Zen Buddhists eat traditional Japanese donuts during meditation
EIHEIJI, JAPAN—Zen Buddhist Dōgen Zenji, 38, revealed an esoteric trick to successful meditation known as dōnatsu no michi, the practice of masticating a piece of donut until one becomes united with the cosmos.
The history of the donut is disputed. Some historians claim that it was invented by Dutch settlers in North America, while other scholars contend that it was first made in 1847 by a 16-year-old American named Hanson Gregory. Still, other experts argue that it was first made by a baroness named Elizabeth Dimsdale, who credited a local cook known only as Mrs. Fordham. Dōgen, however, disagrees. “Pace Western historians, the modern donut evolved from a Japanese delicacy known as dōnatsu, which can be properly made only by a small enclave of monks who reside primarily in the Fukui Prefecture,” he said.

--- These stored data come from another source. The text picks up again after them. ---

use anyhow::Context;
use housing_market::catalog::{self, FEATURED_COUNT};
use housing_market::config::AppConfig;
use housing_market::favorites::{Favorites, FileKv};
use housing_market::filter_properties;
use housing_market::messaging::{derive_conversations, prepare_message, SendContext};
use housing_market::store::{InMemoryStore, JsonFileStore, MarketStore, Snapshot};
use tracing::{info, warn};
use tracing_subscriber::EnvFilter;

#[tokio::main]
async fn main() -> anyhow::Result<()> {
    dotenvy::dotenv().ok();

    // Initialize logging
    tracing_subscriber::fmt()
        .with_env_filter(
            EnvFilter::try_from_default_env().unwrap_or_else(|_| "housing_market=info".into()),
        )
        .init();

    let config = AppConfig::from_env().context("Failed to load configuration")?;

    info!("🏠 Housing Market");
    info!("==================");

    let mut store: Box<dyn MarketStore> = match &config.data_path {
        Some(path) => Box::new(
            JsonFileStore::open(path, Snapshot::seeded())
                .await
                .with_context(|| format!("Failed to open store at {}", path.display()))?,
        ),
        None => Box::new(InMemoryStore::seeded()),
    };
    info!("Using {} store", store.source_name());

    let user = store
        .user_by_id(&config.user_id)
        .await?
        .with_context(|| format!("Unknown user {}", config.user_id))?;
    info!("Signed in as {} ({:?})", user.name, user.role);

    let properties = store.properties().await?;

    // Featured strip
    for property in catalog::featured(&properties, FEATURED_COUNT) {
        info!("⭐ {} ({})", property.title, property.location);
    }

    // Display results
    let matched = filter_properties(&properties, &config.filter);
    info!(
        "\n✅ {} of {} properties match\n",
        matched.len(),
        properties.len()
    );

    for (i, property) in matched.iter().enumerate() {
        println!("{}. {} (${})", i + 1, property.title, property.price);
        println!(
            "   {} bedrooms, {} sqft, {} years, {}",
            property.bedrooms, property.sqft, property.age, property.property_type
        );
        println!("   Location: {}", property.location);
        println!("   ID: {}", property.id);
        println!("   Features: {}", property.features.join(", "));
        println!();
    }

    let kv = FileKv::new(&config.kv_dir);
    let favorites = Favorites::load(&kv).context("Failed to load favorites")?;
    let saved = catalog::favorite_properties(&properties, &favorites, &user.id);
    info!("❤️  {} saved properties", saved.len());

    if let Some((property_id, content)) = &config.outgoing {
        let conversations = derive_conversations(&store.messages().await?, &user.id);
        let context = SendContext {
            properties: &properties,
            conversations: &conversations,
        };
        match prepare_message(&user.id, property_id, content, context) {
            Ok(draft) => {
                let message = store.append_message(draft).await?;
                info!("💬 Sent message {} to {}", message.id, message.receiver_id);
            }
            Err(reason) => warn!("Message not sent ({:?}): {}", reason.kind(), reason),
        }
    }

    // Conversations, most recent first
    let messages = store.messages().await?;
    let conversations = derive_conversations(&messages, &user.id);
    if conversations.is_empty() {
        println!("No conversations yet");
    }

    for conversation in &conversations {
        let title = catalog::property_by_id(&properties, &conversation.property_id)
            .map(|p| p.title.as_str())
            .unwrap_or("(removed listing)");
        let counterparty = store
            .user_by_id(&conversation.counterparty_id)
            .await?
            .map(|u| u.name)
            .unwrap_or_else(|| conversation.counterparty_id.clone());

        println!(
            "{} - {} ({} unread)",
            title,
            counterparty,
            conversation.unread_count(&user.id)
        );
        if let Some(last) = conversation.latest_message() {
            println!("   {} | {}", last.timestamp.format("%Y-%m-%d %H:%M"), last.content);
        }
    }

    Ok(())
}
pub mod compose;
pub mod conversations;

pub use compose::{prepare_message, prepare_message_at, SendContext};
pub use conversations::{derive_conversations, Conversation, ConversationView, Selection};
use crate::error::RejectionReason;
use crate::messaging::conversations::Conversation;
use crate::models::{MessageDraft, Property, Role};
use chrono::{DateTime, Utc};
use tracing::debug;

/// What the sender can see when composing a message
#[derive(Debug, Clone, Copy)]
pub struct SendContext<'a> {
    pub properties: &'a [Property],
    /// Conversations derived for the sender
    pub conversations: &'a [Conversation],
}

/// Draft a message from `current_user_id` about `property_id`, timestamped now
pub fn prepare_message(
    current_user_id: &str,
    property_id: &str,
    content: &str,
    context: SendContext<'_>,
) -> Result<MessageDraft, RejectionReason> {
    prepare_message_at(current_user_id, property_id, content, context, Utc::now())
}

/// Same as [`prepare_message`] with an explicit clock value
pub fn prepare_message_at(
    current_user_id: &str,
    property_id: &str,
    content: &str,
    context: SendContext<'_>,
    now: DateTime<Utc>,
) -> Result<MessageDraft, RejectionReason> {
    if content.trim().is_empty() {
        return Err(RejectionReason::EmptyContent);
    }

    let property = context
        .properties
        .iter()
        .find(|p| p.id == property_id)
        .ok_or_else(|| RejectionReason::UnknownProperty(property_id.to_string()))?;

    let receiver_id = resolve_receiver(current_user_id, property, context.conversations)
        .ok_or_else(|| RejectionReason::UnresolvableReceiver {
            property_id: property_id.to_string(),
        })?;

    debug!(
        "Drafted message from {} to {} about {}",
        current_user_id, receiver_id, property_id
    );

    Ok(MessageDraft {
        sender_id: current_user_id.to_string(),
        receiver_id,
        property_id: property_id.to_string(),
        content: content.to_string(),
        timestamp: now,
        read: false,
    })
}

fn resolve_receiver(
    current_user_id: &str,
    property: &Property,
    conversations: &[Conversation],
) -> Option<String> {
    match Role::for_property(current_user_id, property) {
        Role::Buyer => Some(property.seller_id.clone()),
        // A seller answers whoever last wrote in this listing's thread
        Role::Seller => conversations
            .iter()
            .find(|c| c.property_id == property.id)
            .map(|c| c.counterparty_id.clone())
            .filter(|id| !id.is_empty() && id != current_user_id),
    }
}
use crate::error::StoreError;
use crate::models::{Message, MessageDraft, Property, PropertyDraft, User};
use crate::store::memory::Snapshot;
use crate::store::traits::MarketStore;
use async_trait::async_trait;
use std::path::{Path, PathBuf};
use tracing::{debug, info, warn};

/// Store backed by one pretty-printed JSON snapshot file
///
/// The file is read once on open and rewritten after every mutation.
#[derive(Debug)]
pub struct JsonFileStore {
    path: PathBuf,
    snapshot: Snapshot,
}

impl JsonFileStore {
    /// Open the snapshot at `path`; a missing file starts from `seed` and is created
    pub async fn open(path: impl AsRef<Path>, seed: Snapshot) -> Result<Self, StoreError> {
        let path = path.as_ref().to_path_buf();

        let snapshot = match tokio::fs::read_to_string(&path).await {
            Ok(json) => {
                let snapshot: Snapshot = serde_json::from_str(&json)?;
                info!(
                    "Loaded {} properties and {} messages from {}",
                    snapshot.properties.len(),
                    snapshot.messages.len(),
                    path.display()
                );
                snapshot
            }
            Err(err) if err.kind() == std::io::ErrorKind::NotFound => {
                warn!("No store file at {}, starting from seed data", path.display());
                seed
            }
            Err(err) => return Err(err.into()),
        };

        let store = Self { path, snapshot };
        store.save(&store.snapshot).await?;
        Ok(store)
    }

    pub fn path(&self) -> &Path {
        &self.path
    }

    async fn save(&self, snapshot: &Snapshot) -> Result<(), StoreError> {
        if let Some(parent) = self.path.parent().filter(|p| !p.as_os_str().is_empty()) {
            tokio::fs::create_dir_all(parent).await?;
        }
        let json = serde_json::to_string_pretty(snapshot)?;
        tokio::fs::write(&self.path, json).await?;
        debug!("Saved store to {}", self.path.display());
        Ok(())
    }
}

#[async_trait]
impl MarketStore for JsonFileStore {
    async fn properties(&self) -> Result<Vec<Property>, StoreError> {
        Ok(self.snapshot.properties.clone())
    }

    async fn messages(&self) -> Result<Vec<Message>, StoreError> {
        Ok(self.snapshot.messages.clone())
    }

    async fn user_by_id(&self, id: &str) -> Result<Option<User>, StoreError> {
        Ok(self.snapshot.users.iter().find(|u| u.id == id).cloned())
    }

    async fn append_message(&mut self, draft: MessageDraft) -> Result<Message, StoreError> {
        // Only commit the change once it is on disk
        let mut next = self.snapshot.clone();
        let message = next.push_message(draft)?;
        self.save(&next).await?;
        self.snapshot = next;
        Ok(message)
    }

    async fn add_property(&mut self, draft: PropertyDraft) -> Result<Property, StoreError> {
        let mut next = self.snapshot.clone();
        let property = next.push_property(draft);
        self.save(&next).await?;
        self.snapshot = next;
        Ok(property)
    }

    fn source_name(&self) -> &'static str {
        "json-file"
    }
}
//! Lookups over the listing and message collections.

use crate::error::ListingError;
use crate::favorites::Favorites;
use crate::models::{Message, Property, PropertyDraft, Role, User};

/// Number of listings in the featured strip
pub const FEATURED_COUNT: usize = 6;

pub fn property_by_id<'a>(properties: &'a [Property], id: &str) -> Option<&'a Property> {
    properties.iter().find(|p| p.id == id)
}

pub fn messages_by_property<'a>(messages: &'a [Message], property_id: &str) -> Vec<&'a Message> {
    messages.iter().filter(|m| m.property_id == property_id).collect()
}

/// The first `count` listings
pub fn featured(properties: &[Property], count: usize) -> &[Property] {
    &properties[..count.min(properties.len())]
}

pub fn listings_by_seller<'a>(properties: &'a [Property], seller_id: &str) -> Vec<&'a Property> {
    properties.iter().filter(|p| p.seller_id == seller_id).collect()
}

/// Saved listings of `user_id`, in listing order
pub fn favorite_properties<'a>(
    properties: &'a [Property],
    favorites: &Favorites,
    user_id: &str,
) -> Vec<&'a Property> {
    properties
        .iter()
        .filter(|p| favorites.contains(user_id, &p.id))
        .collect()
}

/// Check a seller's new listing and tidy its feature list
pub fn validate_property_draft(
    user: &User,
    mut draft: PropertyDraft,
) -> Result<PropertyDraft, ListingError> {
    if let Role::Buyer = user.role {
        return Err(ListingError::NotASeller(user.id.clone()));
    }
    if draft.seller_id != user.id {
        return Err(ListingError::WrongSeller {
            owner: draft.seller_id,
            user: user.id.clone(),
        });
    }

    if draft.title.trim().is_empty() {
        return Err(ListingError::MissingField("title"));
    }
    if draft.location.trim().is_empty() {
        return Err(ListingError::MissingField("location"));
    }
    if draft.price == 0 {
        return Err(ListingError::MissingField("price"));
    }
    if draft.bedrooms == 0 {
        return Err(ListingError::MissingField("bedrooms"));
    }
    if draft.sqft == 0 {
        return Err(ListingError::MissingField("sqft"));
    }

    let mut features: Vec<String> = Vec::with_capacity(draft.features.len());
    for feature in draft.features.iter().map(|f| f.trim()) {
        if !feature.is_empty() && !features.iter().any(|f| f == feature) {
            features.push(feature.to_string());
        }
    }
    draft.features = features;

    Ok(draft)
}
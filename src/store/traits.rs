use crate::error::StoreError;
use crate::models::{Message, MessageDraft, Property, PropertyDraft, User};
use async_trait::async_trait;

/// Common trait for the marketplace data store
/// The filter and messaging functions only read from it; writes go through here
#[async_trait]
pub trait MarketStore: Send + Sync {
    /// All listings, newest first
    async fn properties(&self) -> Result<Vec<Property>, StoreError>;

    /// All messages in arrival order
    async fn messages(&self) -> Result<Vec<Message>, StoreError>;

    async fn user_by_id(&self, id: &str) -> Result<Option<User>, StoreError>;

    /// Append a drafted message, assigning its id
    async fn append_message(&mut self, draft: MessageDraft) -> Result<Message, StoreError>;

    /// Publish a new listing, assigning id and creation time
    async fn add_property(&mut self, draft: PropertyDraft) -> Result<Property, StoreError>;

    /// Get the name of the store backend
    fn source_name(&self) -> &'static str;
}
use chrono::{DateTime, Utc};
use serde::{Deserialize, Serialize};
use std::fmt;

/// Marketplace role of a user
#[derive(Debug, Clone, Copy, Serialize, Deserialize, PartialEq, Eq)]
#[serde(rename_all = "lowercase")]
pub enum Role {
    Buyer,
    Seller,
}

impl Role {
    /// Role a user plays in the context of one listing
    pub fn for_property(user_id: &str, property: &Property) -> Self {
        if property.seller_id == user_id {
            Role::Seller
        } else {
            Role::Buyer
        }
    }
}

/// Kind of dwelling
#[derive(Debug, Clone, Copy, Serialize, Deserialize, PartialEq, Eq)]
#[serde(rename_all = "lowercase")]
pub enum PropertyType {
    House,
    Apartment,
    Condo,
    Villa,
}

impl fmt::Display for PropertyType {
    fn fmt(&self, f: &mut fmt::Formatter<'_>) -> fmt::Result {
        let name = match self {
            PropertyType::House => "house",
            PropertyType::Apartment => "apartment",
            PropertyType::Condo => "condo",
            PropertyType::Villa => "villa",
        };
        f.write_str(name)
    }
}

/// Sale status of a listing
#[derive(Debug, Clone, Copy, Serialize, Deserialize, PartialEq, Eq)]
#[serde(rename_all = "lowercase")]
pub enum PropertyStatus {
    Available,
    Pending,
    Sold,
}

/// Registered marketplace user
#[derive(Debug, Clone, Serialize, Deserialize, PartialEq)]
#[serde(rename_all = "camelCase")]
pub struct User {
    pub id: String,
    pub name: String,
    pub email: String,
    pub role: Role,
    #[serde(default, skip_serializing_if = "Option::is_none")]
    pub phone: Option<String>,
    pub created_at: DateTime<Utc>,
}

/// Core property listing
#[derive(Debug, Clone, Serialize, Deserialize, PartialEq)]
#[serde(rename_all = "camelCase")]
pub struct Property {
    pub id: String,
    pub title: String,
    pub price: u64,
    pub location: String,
    pub bedrooms: u32,
    pub sqft: u32,
    /// Age of the building in years
    pub age: u32,
    #[serde(default)]
    pub image: String,
    #[serde(default)]
    pub description: String,
    #[serde(rename = "type")]
    pub property_type: PropertyType,
    pub status: PropertyStatus,
    pub seller_id: String,
    pub features: Vec<String>,
    pub created_at: DateTime<Utc>,
}

/// A listing as submitted by a seller, before the store assigns id and creation time
#[derive(Debug, Clone, Serialize, Deserialize, PartialEq)]
#[serde(rename_all = "camelCase")]
pub struct PropertyDraft {
    pub title: String,
    pub price: u64,
    pub location: String,
    pub bedrooms: u32,
    pub sqft: u32,
    pub age: u32,
    pub image: String,
    pub description: String,
    #[serde(rename = "type")]
    pub property_type: PropertyType,
    pub status: PropertyStatus,
    pub seller_id: String,
    pub features: Vec<String>,
}

impl PropertyDraft {
    pub fn into_property(self, id: String, created_at: DateTime<Utc>) -> Property {
        Property {
            id,
            title: self.title,
            price: self.price,
            location: self.location,
            bedrooms: self.bedrooms,
            sqft: self.sqft,
            age: self.age,
            image: self.image,
            description: self.description,
            property_type: self.property_type,
            status: self.status,
            seller_id: self.seller_id,
            features: self.features,
            created_at,
        }
    }
}

/// A message between two users about one property
#[derive(Debug, Clone, Serialize, Deserialize, PartialEq)]
#[serde(rename_all = "camelCase")]
pub struct Message {
    pub id: String,
    pub sender_id: String,
    pub receiver_id: String,
    pub property_id: String,
    pub content: String,
    pub timestamp: DateTime<Utc>,
    pub read: bool,
}

impl Message {
    /// Whether `user_id` sent or received this message
    pub fn involves(&self, user_id: &str) -> bool {
        self.sender_id == user_id || self.receiver_id == user_id
    }

    /// The participant that is not `user_id`
    pub fn other_party(&self, user_id: &str) -> &str {
        if self.sender_id == user_id {
            &self.receiver_id
        } else {
            &self.sender_id
        }
    }
}

/// An outgoing message ready to be appended to a store
#[derive(Debug, Clone, Serialize, Deserialize, PartialEq)]
#[serde(rename_all = "camelCase")]
pub struct MessageDraft {
    pub sender_id: String,
    pub receiver_id: String,
    pub property_id: String,
    pub content: String,
    pub timestamp: DateTime<Utc>,
    pub read: bool,
}

impl MessageDraft {
    pub fn into_message(self, id: String) -> Message {
        Message {
            id,
            sender_id: self.sender_id,
            receiver_id: self.receiver_id,
            property_id: self.property_id,
            content: self.content,
            timestamp: self.timestamp,
            read: self.read,
        }
    }
}

#[cfg(test)]
mod tests {
    use super::*;
    use crate::fixtures;

    #[test]
    fn property_serializes_with_original_field_names() {
        let property = fixtures::properties().remove(0);
        let value = serde_json::to_value(&property).unwrap();

        assert_eq!(value["type"], "house");
        assert_eq!(value["status"], "available");
        assert_eq!(value["sellerId"], "seller-1");
        assert!(value.get("createdAt").is_some());
    }

    #[test]
    fn role_depends_on_listing_owner() {
        let property = fixtures::properties().remove(0);

        assert_eq!(Role::for_property("seller-1", &property), Role::Seller);
        assert_eq!(Role::for_property("buyer-1", &property), Role::Buyer);
    }

    #[test]
    fn other_party_is_relative_to_user() {
        let message = fixtures::message("m1", "buyer-1", "seller-1", "prop-1", 10, 0);

        assert_eq!(message.other_party("buyer-1"), "seller-1");
        assert_eq!(message.other_party("seller-1"), "buyer-1");
        assert!(message.involves("buyer-1"));
        assert!(!message.involves("buyer-2"));
    }
}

To prove his point, Dōgen elegantly retrieved a small batch of dōnatsu from his black shoulder bag before silently walking into the zendo, or Zen hall, to meditate. Upon sitting down, he lifted the dōnatsu to his mouth and simultaneously chewed and chanted, while bread crumbs from the dōnatsu fell onto his rakusu, a traditional Japanese zen garment worn around the neck.
“It is lamentable how the West keeps on robbing Japan and its culture,” said Dōgen. “First, they take away our traditional Toyota vehicles and get rich selling American cars, and then they take away our food and turn it into an unhealthy junk food. Have they no shame?”
When asked how an inexperienced Westerner might learn to meditate, Dōgen replied with consummate simplicity: “Eat.”